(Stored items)
============================================================

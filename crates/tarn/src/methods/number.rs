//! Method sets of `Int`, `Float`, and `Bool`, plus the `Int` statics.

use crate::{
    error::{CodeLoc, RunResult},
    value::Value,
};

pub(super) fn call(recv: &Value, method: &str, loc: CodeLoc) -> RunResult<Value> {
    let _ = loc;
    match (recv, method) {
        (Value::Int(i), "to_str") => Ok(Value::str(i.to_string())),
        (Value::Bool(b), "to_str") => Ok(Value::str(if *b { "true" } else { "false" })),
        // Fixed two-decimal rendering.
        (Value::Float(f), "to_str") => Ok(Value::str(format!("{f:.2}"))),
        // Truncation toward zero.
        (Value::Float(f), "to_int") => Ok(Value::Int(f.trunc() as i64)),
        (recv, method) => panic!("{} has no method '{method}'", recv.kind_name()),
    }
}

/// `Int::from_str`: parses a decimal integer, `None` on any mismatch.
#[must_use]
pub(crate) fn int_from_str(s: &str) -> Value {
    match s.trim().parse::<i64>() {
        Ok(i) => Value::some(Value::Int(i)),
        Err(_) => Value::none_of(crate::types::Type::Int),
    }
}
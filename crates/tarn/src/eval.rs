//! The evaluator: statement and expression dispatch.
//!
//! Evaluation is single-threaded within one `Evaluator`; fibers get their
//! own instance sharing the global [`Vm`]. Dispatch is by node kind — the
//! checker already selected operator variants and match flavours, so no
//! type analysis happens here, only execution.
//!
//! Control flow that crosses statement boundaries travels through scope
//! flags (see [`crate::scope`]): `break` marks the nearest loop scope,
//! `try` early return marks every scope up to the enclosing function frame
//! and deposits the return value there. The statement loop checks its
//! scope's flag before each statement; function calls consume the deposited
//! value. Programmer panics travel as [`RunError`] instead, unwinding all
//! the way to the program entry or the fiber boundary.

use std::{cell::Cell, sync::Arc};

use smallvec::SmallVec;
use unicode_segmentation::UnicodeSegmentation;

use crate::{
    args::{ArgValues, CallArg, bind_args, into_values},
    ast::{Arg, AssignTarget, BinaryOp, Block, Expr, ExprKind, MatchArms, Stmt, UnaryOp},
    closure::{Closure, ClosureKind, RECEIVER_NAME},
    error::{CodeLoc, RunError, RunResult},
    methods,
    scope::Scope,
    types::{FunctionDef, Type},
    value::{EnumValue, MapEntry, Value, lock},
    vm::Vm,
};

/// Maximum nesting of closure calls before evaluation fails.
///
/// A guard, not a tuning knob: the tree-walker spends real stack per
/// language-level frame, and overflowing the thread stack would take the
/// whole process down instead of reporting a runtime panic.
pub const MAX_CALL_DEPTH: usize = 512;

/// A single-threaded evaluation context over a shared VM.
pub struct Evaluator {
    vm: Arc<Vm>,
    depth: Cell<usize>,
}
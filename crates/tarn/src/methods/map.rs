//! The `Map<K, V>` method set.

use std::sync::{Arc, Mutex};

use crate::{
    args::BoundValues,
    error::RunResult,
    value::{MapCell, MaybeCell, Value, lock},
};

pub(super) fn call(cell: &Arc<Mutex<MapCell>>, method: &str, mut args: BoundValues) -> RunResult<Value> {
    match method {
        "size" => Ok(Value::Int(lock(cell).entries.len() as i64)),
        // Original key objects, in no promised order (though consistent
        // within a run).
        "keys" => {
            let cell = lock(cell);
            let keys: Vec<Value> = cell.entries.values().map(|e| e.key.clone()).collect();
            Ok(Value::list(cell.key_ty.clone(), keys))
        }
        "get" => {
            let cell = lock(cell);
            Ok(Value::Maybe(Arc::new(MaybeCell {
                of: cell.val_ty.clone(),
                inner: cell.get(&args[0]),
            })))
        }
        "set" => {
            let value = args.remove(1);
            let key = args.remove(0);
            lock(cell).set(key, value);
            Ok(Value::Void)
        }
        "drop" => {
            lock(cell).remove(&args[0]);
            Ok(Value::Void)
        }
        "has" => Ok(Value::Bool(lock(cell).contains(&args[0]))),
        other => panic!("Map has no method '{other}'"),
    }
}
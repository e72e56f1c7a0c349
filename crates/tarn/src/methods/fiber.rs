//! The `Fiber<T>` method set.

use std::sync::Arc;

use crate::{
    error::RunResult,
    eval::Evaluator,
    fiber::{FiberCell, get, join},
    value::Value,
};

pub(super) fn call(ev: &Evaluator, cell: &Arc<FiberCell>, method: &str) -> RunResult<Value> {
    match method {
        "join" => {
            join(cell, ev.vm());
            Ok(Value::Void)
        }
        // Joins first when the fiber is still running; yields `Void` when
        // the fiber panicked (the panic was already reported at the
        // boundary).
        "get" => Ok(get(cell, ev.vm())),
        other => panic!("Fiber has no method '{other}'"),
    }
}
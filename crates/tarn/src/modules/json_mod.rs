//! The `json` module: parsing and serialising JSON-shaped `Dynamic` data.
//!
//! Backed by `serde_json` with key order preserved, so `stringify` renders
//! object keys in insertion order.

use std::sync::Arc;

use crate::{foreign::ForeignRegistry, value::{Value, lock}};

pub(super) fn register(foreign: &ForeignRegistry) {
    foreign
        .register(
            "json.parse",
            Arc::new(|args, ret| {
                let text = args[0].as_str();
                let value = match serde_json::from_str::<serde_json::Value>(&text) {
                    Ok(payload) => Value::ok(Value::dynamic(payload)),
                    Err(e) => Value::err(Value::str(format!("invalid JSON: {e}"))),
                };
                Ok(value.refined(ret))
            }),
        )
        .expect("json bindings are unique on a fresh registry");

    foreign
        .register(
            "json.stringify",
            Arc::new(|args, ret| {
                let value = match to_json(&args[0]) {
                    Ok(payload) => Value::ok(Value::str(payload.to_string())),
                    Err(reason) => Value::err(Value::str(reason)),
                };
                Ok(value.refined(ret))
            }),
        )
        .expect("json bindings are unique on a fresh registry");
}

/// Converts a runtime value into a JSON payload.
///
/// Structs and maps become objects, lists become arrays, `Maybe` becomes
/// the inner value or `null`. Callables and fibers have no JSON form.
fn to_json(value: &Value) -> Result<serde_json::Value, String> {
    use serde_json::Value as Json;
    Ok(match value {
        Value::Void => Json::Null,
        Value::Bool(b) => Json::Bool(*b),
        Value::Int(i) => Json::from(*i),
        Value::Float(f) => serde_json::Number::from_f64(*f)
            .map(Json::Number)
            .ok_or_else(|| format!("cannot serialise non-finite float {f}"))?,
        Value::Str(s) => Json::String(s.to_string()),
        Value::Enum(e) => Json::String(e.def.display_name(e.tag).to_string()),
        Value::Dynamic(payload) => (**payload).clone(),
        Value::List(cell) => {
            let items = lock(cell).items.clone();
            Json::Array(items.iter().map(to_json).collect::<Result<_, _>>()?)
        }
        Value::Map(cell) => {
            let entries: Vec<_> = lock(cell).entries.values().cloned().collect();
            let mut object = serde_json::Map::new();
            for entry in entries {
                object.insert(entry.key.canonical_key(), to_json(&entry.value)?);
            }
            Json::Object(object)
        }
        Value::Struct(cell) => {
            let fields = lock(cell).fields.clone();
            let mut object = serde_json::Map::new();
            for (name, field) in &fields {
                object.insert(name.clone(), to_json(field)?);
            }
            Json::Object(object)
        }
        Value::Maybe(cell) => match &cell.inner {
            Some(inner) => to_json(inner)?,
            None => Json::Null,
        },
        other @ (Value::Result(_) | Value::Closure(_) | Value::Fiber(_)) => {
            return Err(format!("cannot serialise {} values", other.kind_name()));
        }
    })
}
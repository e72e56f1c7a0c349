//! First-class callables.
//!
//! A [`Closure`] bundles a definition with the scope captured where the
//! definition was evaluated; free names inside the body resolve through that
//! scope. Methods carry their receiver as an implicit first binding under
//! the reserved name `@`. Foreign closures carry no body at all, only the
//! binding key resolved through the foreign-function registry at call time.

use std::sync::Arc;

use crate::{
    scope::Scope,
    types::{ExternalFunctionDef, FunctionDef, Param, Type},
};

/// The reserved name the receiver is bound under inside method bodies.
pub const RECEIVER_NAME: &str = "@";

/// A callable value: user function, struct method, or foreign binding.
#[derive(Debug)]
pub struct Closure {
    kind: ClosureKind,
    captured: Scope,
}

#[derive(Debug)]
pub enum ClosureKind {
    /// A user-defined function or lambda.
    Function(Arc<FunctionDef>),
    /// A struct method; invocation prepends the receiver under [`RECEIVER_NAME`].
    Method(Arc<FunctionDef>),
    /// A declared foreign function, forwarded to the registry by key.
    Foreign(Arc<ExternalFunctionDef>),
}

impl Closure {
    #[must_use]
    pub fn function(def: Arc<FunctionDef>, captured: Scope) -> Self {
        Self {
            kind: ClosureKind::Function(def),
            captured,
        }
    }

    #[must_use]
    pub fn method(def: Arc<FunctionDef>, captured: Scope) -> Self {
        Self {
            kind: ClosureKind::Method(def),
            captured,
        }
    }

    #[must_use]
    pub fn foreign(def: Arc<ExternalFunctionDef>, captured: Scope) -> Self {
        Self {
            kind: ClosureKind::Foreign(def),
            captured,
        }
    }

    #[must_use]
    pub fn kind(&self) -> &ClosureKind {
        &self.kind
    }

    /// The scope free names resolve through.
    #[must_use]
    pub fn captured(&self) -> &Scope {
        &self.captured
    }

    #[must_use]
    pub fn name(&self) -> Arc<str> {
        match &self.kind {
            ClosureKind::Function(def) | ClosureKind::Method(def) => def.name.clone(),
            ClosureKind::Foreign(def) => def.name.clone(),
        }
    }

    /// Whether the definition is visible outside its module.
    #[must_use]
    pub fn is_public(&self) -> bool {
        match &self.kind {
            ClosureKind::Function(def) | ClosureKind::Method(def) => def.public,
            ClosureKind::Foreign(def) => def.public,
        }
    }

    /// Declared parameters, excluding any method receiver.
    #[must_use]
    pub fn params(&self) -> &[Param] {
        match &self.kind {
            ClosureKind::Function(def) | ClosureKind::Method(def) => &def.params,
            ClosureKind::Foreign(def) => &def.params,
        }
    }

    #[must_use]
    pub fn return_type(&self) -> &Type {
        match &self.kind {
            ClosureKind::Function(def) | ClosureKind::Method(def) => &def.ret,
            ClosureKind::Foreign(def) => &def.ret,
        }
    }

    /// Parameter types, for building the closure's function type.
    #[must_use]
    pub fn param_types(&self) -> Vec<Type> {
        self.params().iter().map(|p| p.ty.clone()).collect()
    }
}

============================================================

Count all lines of the data that include "marks". The answer is the number alone.

2